El mundo siempre ha preguntado cuál es la magia carioca que los hace, siempre, candidatos al título en el soccer. La historia inicia en 1930, cuado se firma el primer mundial. Uruguay fue el campeón primigenio, en el torneo disputado en su propia casa. Veinte años después volvió a izar la copa derrotando a Brasil, en el famoso Maracanazo.
A partir de 1958 la verde amarela comenzó a construir su propia leyenda, acumulando campeonatos hasta cifrar cinco. Hubo un largo proceso carburante para que pudiera proclamarse monarca universal. Desde entonces, todas sus selecciones han lucido con gallardía y arrogancia la camiseta nacional. Saltan a la cancha con medio triunfo en la bolsa, exhibiendo sus numerosas estrellas en el pecho. Derrotaron sus temores primarios y ganaron en la confianza a la que se refería Rummenige.
Los muchachos mexicanos hicieron lo mismo esta vez, aunque en una categoría menor. El Potro Gutiérrez comentó algo que es preciso citar: los chicos son diferentes a las selecciones mexicanas mayores porque no tienen malicia, no juegan por billetazos, tienen ilusión y están aún más receptivos a las indicaciones de un entrenador que les muestra el camino y los vacuna contra los fantasmas del fracaso, que inevitablemente llegarán, pero que no los rondan todo el día espantando sus ilusiones.
Los niños héroes que ganaron la primera copa para México de 2005 en Perú, encabezados por Gio y Vela, enseñaron el camino.
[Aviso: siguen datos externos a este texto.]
//! Error types for dataset preparation.
//!
//! Every fallible operation in the crate returns [`Result`]. Failures are
//! fatal for the whole build: there is no skip-and-continue policy, a bad
//! record or an empty split aborts the call that produced it.

use std::path::PathBuf;
use thiserror::Error;

/// Crate-wide result alias.
pub type Result<T> = std::result::Result<T, DatasetError>;

/// Errors produced while building a dataset.
#[derive(Debug, Error)]
pub enum DatasetError {
    /// The input file could not be opened or read.
    #[error("failed to read dataset file {path}: {source}")]
    Io {
        /// Path of the file that failed
        path: PathBuf,
        /// Underlying I/O error
        #[source]
        source: std::io::Error,
    },

    /// The CSV reader rejected the file or one of its rows.
    #[error("malformed CSV input: {0}")]
    Csv(#[from] csv::Error),

    /// A required header column is absent from the CSV file.
    #[error("missing required column `{column}` in {path}")]
    MissingColumn {
        /// Name of the absent column
        column: &'static str,
        /// File that was inspected
        path: PathBuf,
    },

    /// A train/test split ended up with no usable records.
    #[error("dataset split `{split}` contains no records ({context})")]
    EmptyDataset {
        /// Split name, "train" or "test"
        split: &'static str,
        /// What produced the empty split
        context: String,
    },

    /// An embedding row's width doesn't match the configured vector size.
    #[error("embedding vector length ({actual}) doesn't match configured vector_size ({expected})")]
    VectorSizeMismatch {
        /// Configured `vector_size`
        expected: usize,
        /// Length of the offending embedding row
        actual: usize,
    },

    /// Configuration failed validation.
    #[error("invalid configuration: {0}")]
    InvalidConfig(String),

    /// Configuration file could not be serialized or parsed.
    #[error("configuration file error: {0}")]
    ConfigFile(String),

    /// A tensor or metadata file could not be written.
    #[error("export failed: {0}")]
    Export(String),
}

impl DatasetError {
    /// Build a [`DatasetError::Io`] from a path and source error.
    pub fn io<P: Into<PathBuf>>(path: P, source: std::io::Error) -> Self {
        Self::Io {
            path: path.into(),
            source,
        }
    }

    /// Build a [`DatasetError::EmptyDataset`] for a named split.
    pub fn empty(split: &'static str, context: impl Into<String>) -> Self {
        Self::EmptyDataset {
            split,
            context: context.into(),
        }
    }
}
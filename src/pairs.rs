//! Adjacency pair construction for the siamese regime.
//!
//! Pairs are formed between temporally adjacent records of an already
//! shuffled split: record `i` against record `i-1`, the first record
//! yielding no pair. Equal label ids produce a positive pair, unequal a
//! negative one. This is adjacency-based by design, never exhaustive: a
//! split of `n` records yields at most `n - 1` pairs, bucketed by the
//! label-equality outcome rather than balanced.

/// Positive and negative pair buckets built from one split.
#[derive(Debug, Clone)]
pub struct PairSet<T> {
    /// Pairs whose records share an intent class (label 1)
    pub positive: Vec<(T, T)>,

    /// Pairs whose records differ in intent class (label 0)
    pub negative: Vec<(T, T)>,
}

impl<T> PairSet<T> {
    /// Total pairs across both buckets.
    pub fn len(&self) -> usize {
        self.positive.len() + self.negative.len()
    }

    /// True when neither bucket holds a pair.
    pub fn is_empty(&self) -> bool {
        self.positive.is_empty() && self.negative.is_empty()
    }
}

/// Drop one record from an odd-sized split so pairing leaves no unpaired
/// tail. An even split is returned untouched.
///
/// The trim references the split's own length: an odd split loses its last
/// record.
pub fn parity_trim<T>(records: &mut Vec<T>) {
    if records.len() % 2 != 0 {
        records.pop();
    }
}

/// Build adjacency pairs over a shuffled split.
///
/// Walks the split once, comparing each record's label to its predecessor's.
pub fn adjacency_pairs<T: Clone>(records: &[(T, usize)]) -> PairSet<T> {
    let mut positive = Vec::new();
    let mut negative = Vec::new();

    for window in records.windows(2) {
        let (ref prev_data, prev_label) = window[0];
        let (ref data, label) = window[1];
        if prev_label == label {
            positive.push((prev_data.clone(), data.clone()));
        } else {
            negative.push((prev_data.clone(), data.clone()));
        }
    }

    log::debug!(
        "built {} positive / {} negative adjacency pairs from {} records",
        positive.len(),
        negative.len(),
        records.len()
    );

    PairSet { positive, negative }
}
Fueron, en su tiempo, el epítome del nuevo futbolista tenochca, la compactación de virtudes individuales y en equipo, que el futbol tricolor necesita.
Ahora, los campeones de México 2011 se adentran en territorio ya explorado que, afortunadamente, comienza a serles familiar.
Yo también me pregunto cuándo ganará el Tri mayor esa confianza.